- Opening Delimiter -

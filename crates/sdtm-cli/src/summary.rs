use std::path::PathBuf;

use comfy_table::modifiers::{UTF8_ROUND_CORNERS, UTF8_SOLID_INNER_BORDERS};
use comfy_table::presets::{UTF8_FULL, UTF8_FULL_CONDENSED};
use comfy_table::{Attribute, Cell, CellAlignment, Color, ContentArrangement, Table};

use sdtm_cli::types::ExportResult;

pub fn print_summary(result: &ExportResult) {
    println!("Study: {}", result.study);
    println!("Output: {}", result.output_dir.display());
    let mut table = Table::new();
    table.set_header(vec![
        header_cell("Domain"),
        header_cell("Description"),
        header_cell("Records"),
        header_cell("CSV"),
        header_cell("JSON"),
    ]);
    apply_summary_table_style(&mut table);
    align_column(&mut table, 2, CellAlignment::Right);
    align_column(&mut table, 3, CellAlignment::Center);
    align_column(&mut table, 4, CellAlignment::Center);
    for summary in &result.domains {
        table.add_row(vec![
            Cell::new(&summary.domain_code)
                .fg(Color::Blue)
                .add_attribute(Attribute::Bold),
            Cell::new(&summary.description),
            count_cell(summary.records),
            output_cell(summary.outputs.csv.as_ref()),
            output_cell(summary.outputs.json.as_ref()),
        ]);
    }
    println!("{table}");
}

fn output_cell(path: Option<&PathBuf>) -> Cell {
    match path {
        Some(_) => Cell::new("✓")
            .fg(Color::Green)
            .add_attribute(Attribute::Bold),
        None => dim_cell("-"),
    }
}

fn count_cell(count: usize) -> Cell {
    if count > 0 {
        Cell::new(count).add_attribute(Attribute::Bold)
    } else {
        dim_cell(count)
    }
}

pub fn apply_table_style(table: &mut Table) {
    table
        .load_preset(UTF8_FULL_CONDENSED)
        .apply_modifier(UTF8_ROUND_CORNERS)
        .set_content_arrangement(ContentArrangement::Dynamic)
        .set_width(120);
}

fn apply_summary_table_style(table: &mut Table) {
    table
        .load_preset(UTF8_FULL)
        .apply_modifier(UTF8_ROUND_CORNERS)
        .apply_modifier(UTF8_SOLID_INNER_BORDERS)
        .set_content_arrangement(ContentArrangement::Dynamic)
        .set_width(120);
}

fn align_column(table: &mut Table, index: usize, alignment: CellAlignment) {
    if let Some(column) = table.column_mut(index) {
        column.set_cell_alignment(alignment);
    }
}

fn header_cell(label: &str) -> Cell {
    Cell::new(label)
        .fg(Color::Cyan)
        .add_attribute(Attribute::Bold)
}

fn dim_cell<T: ToString>(value: T) -> Cell {
    Cell::new(value).fg(Color::DarkGrey)
}
use std::collections::HashMap;

use crate::error::ConfigurationError;
use crate::variable::Variable;

/// Case-insensitive lookup from column name to variable member.
///
/// Building the lookup validates the variable set: it must be non-empty and
/// column names must be unique ignoring ASCII case.
#[derive(Debug, Clone)]
pub struct VariableLookup<V: Variable> {
    map: HashMap<String, V>,
}

impl<V: Variable> VariableLookup<V> {
    pub fn new() -> Result<Self, ConfigurationError> {
        if V::ALL.is_empty() {
            return Err(ConfigurationError::NoVariables);
        }
        let mut map = HashMap::with_capacity(V::ALL.len());
        for variable in V::ALL {
            let name = variable.name();
            if name.trim().is_empty() {
                return Err(ConfigurationError::BlankColumnName {
                    variable: format!("{variable:?}"),
                });
            }
            if map.insert(name.to_ascii_uppercase(), *variable).is_some() {
                return Err(ConfigurationError::DuplicateColumn {
                    name: name.to_string(),
                });
            }
        }
        Ok(Self { map })
    }

    pub fn get(&self, name: &str) -> Option<V> {
        self.map.get(&name.trim().to_ascii_uppercase()).copied()
    }

    pub fn contains(&self, name: &str) -> bool {
        self.get(name).is_some()
    }

    pub fn len(&self) -> usize {
        self.map.len()
    }

    pub fn is_empty(&self) -> bool {
        self.map.is_empty()
    }
}
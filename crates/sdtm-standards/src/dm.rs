#![deny(unsafe_code)]

//! DM: Demographics, one record per participant.

use anyhow::Result;
use sdtm_core::{DomainObject, ExportDefinition, NodeDescriptor, SortOrder};
use sdtm_model::{
    ConfigurationError, PartialRecord, Value, Variable, VariableSpec, VariableType,
};

use crate::common::{
    PARTICIPANT, PARTICIPANTS_RELATION, STUDY, STUDY_RELATION, optional, required, study_id,
    usubjid,
};

#[derive(Debug, Clone, Copy, PartialEq, Eq, PartialOrd, Ord, Hash)]
pub enum Dm {
    Studyid,
    Domain,
    Usubjid,
    Subjid,
    Siteid,
    Brthdtc,
    Age,
    Ageu,
    Sex,
    Race,
    Ethnic,
    Armcd,
    Arm,
    Country,
}

impl Variable for Dm {
    const ALL: &'static [Self] = &[
        Dm::Studyid,
        Dm::Domain,
        Dm::Usubjid,
        Dm::Subjid,
        Dm::Siteid,
        Dm::Brthdtc,
        Dm::Age,
        Dm::Ageu,
        Dm::Sex,
        Dm::Race,
        Dm::Ethnic,
        Dm::Armcd,
        Dm::Arm,
        Dm::Country,
    ];

    fn spec(self) -> VariableSpec {
        use VariableType::{Date, Integer, String as Text};
        match self {
            Dm::Studyid => VariableSpec::new("STUDYID", "Study Identifier", Text).with_length(20),
            Dm::Domain => VariableSpec::new("DOMAIN", "Domain Abbreviation", Text).with_length(2),
            Dm::Usubjid => {
                VariableSpec::new("USUBJID", "Unique Subject Identifier", Text).with_length(40)
            }
            Dm::Subjid => {
                VariableSpec::new("SUBJID", "Subject Identifier for the Study", Text)
                    .with_length(20)
            }
            Dm::Siteid => VariableSpec::new("SITEID", "Study Site Identifier", Text).with_length(20),
            Dm::Brthdtc => VariableSpec::new("BRTHDTC", "Date/Time of Birth", Date),
            Dm::Age => VariableSpec::new("AGE", "Age", Integer),
            Dm::Ageu => VariableSpec::new("AGEU", "Age Units", Text).with_length(10),
            Dm::Sex => VariableSpec::new("SEX", "Sex", Text).with_length(2),
            Dm::Race => VariableSpec::new("RACE", "Race", Text).with_length(100),
            Dm::Ethnic => VariableSpec::new("ETHNIC", "Ethnicity", Text).with_length(60),
            Dm::Armcd => {
                VariableSpec::new("ARMCD", "Planned Arm Code", Text).with_length(20)
            }
            Dm::Arm => {
                VariableSpec::new("ARM", "Description of Planned Arm", Text).with_length(200)
            }
            Dm::Country => VariableSpec::new("COUNTRY", "Country", Text).with_length(3),
        }
    }
}

/// Builds the DM export definition.
///
/// Participants are the leaf level, so DM has no sequence variable.
pub fn definition<O: DomainObject + 'static>() -> Result<ExportDefinition<Dm, O>, ConfigurationError> {
    ExportDefinition::builder("DM", "Demographics")
        .domain_variable(Dm::Domain)
        .node(NodeDescriptor::root(STUDY, PARTICIPANTS_RELATION))
        .node(NodeDescriptor::leaf(PARTICIPANT, STUDY_RELATION))
        .visitor(STUDY, visit_study::<O>)
        .visitor(PARTICIPANT, visit_participant::<O>)
        .constant(Dm::Ageu, "YEARS")
        .sort_by(Dm::Usubjid, SortOrder::Ascending)
        .build()
}

fn visit_study<O: DomainObject>(study: &O) -> Result<PartialRecord<Dm>> {
    Ok(PartialRecord::new().with(Dm::Studyid, study_id(study)?))
}

fn visit_participant<O: DomainObject>(participant: &O) -> Result<PartialRecord<Dm>> {
    Ok(PartialRecord::new()
        .with(Dm::Usubjid, usubjid(participant)?)
        .with(Dm::Subjid, required(participant, "subject_id")?)
        .with(Dm::Siteid, optional(participant, "site_id"))
        .with(Dm::Brthdtc, optional(participant, "birth_date"))
        .with(Dm::Age, optional(participant, "age"))
        .with(Dm::Sex, optional(participant, "sex"))
        .with(Dm::Race, optional(participant, "race"))
        .with(Dm::Ethnic, optional(participant, "ethnicity"))
        .with(Dm::Armcd, optional(participant, "arm_code"))
        .with(Dm::Arm, optional(participant, "arm"))
        .with(Dm::Country, country(participant)))
}

/// Country codes are written upper-case.
fn country<O: DomainObject>(participant: &O) -> Value {
    match optional(participant, "country") {
        Value::Text(code) => Value::Text(code.trim().to_ascii_uppercase()),
        other => other,
    }
}
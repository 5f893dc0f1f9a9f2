use std::cmp::Ordering;
use std::fmt;

use crate::error::ConfigurationError;

/// Two-letter (or longer) SDTM domain abbreviation, stored uppercase.
#[derive(
    Debug, Clone, PartialEq, Eq, PartialOrd, Ord, Hash, serde::Serialize, serde::Deserialize,
)]
pub struct DomainCode(String);

impl DomainCode {
    pub fn new(value: impl Into<String>) -> Result<Self, ConfigurationError> {
        let value = value.into();
        let trimmed = value.trim();
        if trimmed.is_empty() || !trimmed.chars().all(|ch| ch.is_ascii_alphanumeric()) {
            return Err(ConfigurationError::InvalidDomainCode(value));
        }
        Ok(Self(trimmed.to_ascii_uppercase()))
    }

    pub fn as_str(&self) -> &str {
        &self.0
    }
}

impl fmt::Display for DomainCode {
    fn fmt(&self, f: &mut fmt::Formatter<'_>) -> fmt::Result {
        f.write_str(&self.0)
    }
}

/// Identity of one stored object, as reported by the data store.
///
/// Used for error context, subtree ancestry checks and identity ordering.
#[derive(
    Debug, Clone, PartialEq, Eq, PartialOrd, Ord, Hash, serde::Serialize, serde::Deserialize,
)]
#[serde(transparent)]
pub struct ObjectId(String);

impl ObjectId {
    pub fn new(value: impl Into<String>) -> Self {
        Self(value.into())
    }

    pub fn as_str(&self) -> &str {
        &self.0
    }

    /// Compare identities numerically when both are integers, textually otherwise.
    ///
    /// Keeps `"2"` ahead of `"10"` for stores with integer primary keys.
    pub fn natural_cmp(&self, other: &Self) -> Ordering {
        match (self.0.parse::<u64>(), other.0.parse::<u64>()) {
            (Ok(left), Ok(right)) => left.cmp(&right),
            (Ok(_), Err(_)) => Ordering::Less,
            (Err(_), Ok(_)) => Ordering::Greater,
            (Err(_), Err(_)) => self.0.cmp(&other.0),
        }
    }
}

impl fmt::Display for ObjectId {
    fn fmt(&self, f: &mut fmt::Formatter<'_>) -> fmt::Result {
        f.write_str(&self.0)
    }
}

impl From<&str> for ObjectId {
    fn from(value: &str) -> Self {
        Self(value.to_string())
    }
}

impl From<String> for ObjectId {
    fn from(value: String) -> Self {
        Self(value)
    }
}

impl From<u64> for ObjectId {
    fn from(value: u64) -> Self {
        Self(value.to_string())
    }
}

impl From<i64> for ObjectId {
    fn from(value: i64) -> Self {
        Self(value.to_string())
    }
}
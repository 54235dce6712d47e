pub mod dispersion;
pub mod fft;
pub mod stats;

pub use dispersion::DispersionMeasure;
pub use fft::{FftDirection, FftHelper};
pub use stats::StatsHelper;
pub mod log;
pub mod metrics;

pub use self::log::LogManager;
pub use metrics::{MetricsRecorder, MetricsSnapshot};
use crate::prelude::{
    check_read, rates_match, resolve_seek, Element, SampleStream, StreamError, StreamInfo,
    StreamResult,
};
use crate::telemetry::{LogManager, MetricsRecorder, MetricsSnapshot};
use ndarray::{s, Array2};
use num_complex::Complex32;
use serde::{Deserialize, Serialize};
use std::io::SeekFrom;

fn default_grid_tolerance() -> f64 {
    0.01
}

#[derive(Debug, Clone, Copy, PartialEq, Serialize, Deserialize)]
pub struct ConcatenateConfig {
    /// Largest gap, in samples, that may be filled.
    #[serde(default)]
    pub max_gap: u64,
    /// Value of the samples filling a gap.
    #[serde(default)]
    pub fill: f32,
    /// Allowed misalignment, in samples, between a stream's start and the
    /// sample grid of the streams before it.
    #[serde(default = "default_grid_tolerance")]
    pub grid_tolerance: f64,
}

impl Default for ConcatenateConfig {
    fn default() -> Self {
        Self {
            max_gap: 0,
            fill: 0.0,
            grid_tolerance: default_grid_tolerance(),
        }
    }
}

impl ConcatenateConfig {
    pub fn with_max_gap(mut self, max_gap: u64) -> Self {
        self.max_gap = max_gap;
        self
    }

    pub fn with_fill(mut self, fill: f32) -> Self {
        self.fill = fill;
        self
    }
}

#[derive(Debug, Clone, Copy, PartialEq, Eq)]
enum Source {
    Stream(usize),
    Fill,
}

/// Contiguous stretch of output served by one stream or by fill samples.
#[derive(Debug, Clone, Copy)]
struct Segment {
    source: Source,
    start: u64,
    length: Option<u64>,
}

impl Segment {
    fn contains(&self, index: u64) -> bool {
        index >= self.start && self.length.map_or(true, |length| index < self.start + length)
    }
}

/// Streams joined end to end in order of start time, with gaps filled.
pub struct Concatenate<S: SampleStream> {
    streams: Vec<S>,
    segments: Vec<Segment>,
    info: StreamInfo,
    fill: S::Sample,
    position: u64,
    metrics: MetricsRecorder,
}

impl<S: SampleStream> Concatenate<S> {
    pub fn new(mut streams: Vec<S>, config: ConcatenateConfig) -> StreamResult<Self> {
        let logger = LogManager::new("concatenate");
        if streams.is_empty() {
            return Err(StreamError::Configuration("nothing to concatenate".into()));
        }
        streams.sort_by(|a, b| a.info().start_time.total_cmp(&b.info().start_time));

        let first = streams[0].info().clone();
        let mut segments = Vec::with_capacity(2 * streams.len());
        let mut cursor = 0u64;
        for (index, stream) in streams.iter().enumerate() {
            let info = stream.info();
            if !rates_match(info.sample_rate, first.sample_rate)
                || info.sample_shape != first.sample_shape
                || info.frequency != first.frequency
                || info.sideband != first.sideband
            {
                return Err(StreamError::Mismatch(format!(
                    "stream {} ({} Hz, shape {:?}) does not match stream 0 ({} Hz, shape {:?})",
                    index,
                    info.sample_rate,
                    info.sample_shape,
                    first.sample_rate,
                    first.sample_shape
                )));
            }
            if index > 0 {
                let offset = (info.start_time - first.time_at(cursor)) * first.sample_rate;
                let gap = offset.round();
                if offset < -config.grid_tolerance {
                    return Err(StreamError::Mismatch(format!(
                        "stream {} overlaps the previous one by {:.3} samples",
                        index, -offset
                    )));
                }
                if (offset - gap).abs() > config.grid_tolerance {
                    return Err(StreamError::Mismatch(format!(
                        "stream {} starts {:.3} samples off the sample grid",
                        index,
                        offset - gap
                    )));
                }
                let gap = gap.max(0.0) as u64;
                if gap > config.max_gap {
                    return Err(StreamError::Gap {
                        gap,
                        max_gap: config.max_gap,
                    });
                }
                if gap > 0 {
                    logger.notice(format_args!("filling {} samples before stream {}", gap, index));
                    segments.push(Segment {
                        source: Source::Fill,
                        start: cursor,
                        length: Some(gap),
                    });
                    cursor += gap;
                }
            }
            segments.push(Segment {
                source: Source::Stream(index),
                start: cursor,
                length: info.length,
            });
            match info.length {
                Some(length) => cursor += length,
                None if index + 1 < streams.len() => {
                    return Err(StreamError::Configuration(format!(
                        "stream {} is unbounded but not the last",
                        index
                    )))
                }
                None => {}
            }
        }

        let mut info = first;
        info.length = streams
            .last()
            .and_then(|stream| stream.info().length)
            .map(|_| cursor);
        logger.record(format_args!(
            "{} streams in {} segments, length {:?}",
            streams.len(),
            segments.len(),
            info.length
        ));

        Ok(Self {
            streams,
            segments,
            info,
            fill: <S::Sample as Element>::from_complex(Complex32::new(config.fill, 0.0)),
            position: 0,
            metrics: MetricsRecorder::new(),
        })
    }

    pub fn streams(&self) -> &[S] {
        &self.streams
    }

    pub fn metrics(&self) -> MetricsSnapshot {
        self.metrics.snapshot()
    }

    fn segment_of(&self, index: u64) -> StreamResult<Segment> {
        let slot = self
            .segments
            .partition_point(|segment| segment.start <= index)
            .saturating_sub(1);
        self.segments
            .get(slot)
            .filter(|segment| segment.contains(index))
            .copied()
            .ok_or_else(|| StreamError::Internal(format!("no segment holds sample {}", index)))
    }
}

impl<S: SampleStream> SampleStream for Concatenate<S> {
    type Sample = S::Sample;

    fn info(&self) -> &StreamInfo {
        &self.info
    }

    fn tell(&self) -> u64 {
        self.position
    }

    fn seek(&mut self, pos: SeekFrom) -> StreamResult<u64> {
        let target = resolve_seek(pos, self.position, self.info.length)?;
        if target != self.position {
            self.position = target;
            self.metrics.record_seek();
        }
        Ok(target)
    }

    fn read(&mut self, count: usize) -> StreamResult<Array2<S::Sample>> {
        check_read(&self.info, self.position, count)?;
        let mut output = Array2::from_elem((count, self.info.columns()), self.fill);
        let mut filled = 0usize;
        while filled < count {
            let index = self.position + filled as u64;
            let segment = self.segment_of(index)?;
            let available = segment
                .length
                .map_or(u64::MAX, |length| segment.start + length - index);
            let take = available.min((count - filled) as u64) as usize;
            if let Source::Stream(slot) = segment.source {
                let stream = &mut self.streams[slot];
                let local = index - segment.start;
                if stream.tell() != local {
                    stream.seek(SeekFrom::Start(local))?;
                }
                let block = stream.read(take)?;
                output.slice_mut(s![filled..filled + take, ..]).assign(&block);
                self.metrics.record_parent_samples(take);
            }
            filled += take;
        }
        self.position += count as u64;
        self.metrics.record_output(count);
        Ok(output)
    }
}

- Closing Delimiter -

Copy out whichever lines of the listing contain the word "before".

-- Response --
    /// sample grid of the streams before it.
                    logger.notice(format_args!("filling {} samples before stream {}", gap, index));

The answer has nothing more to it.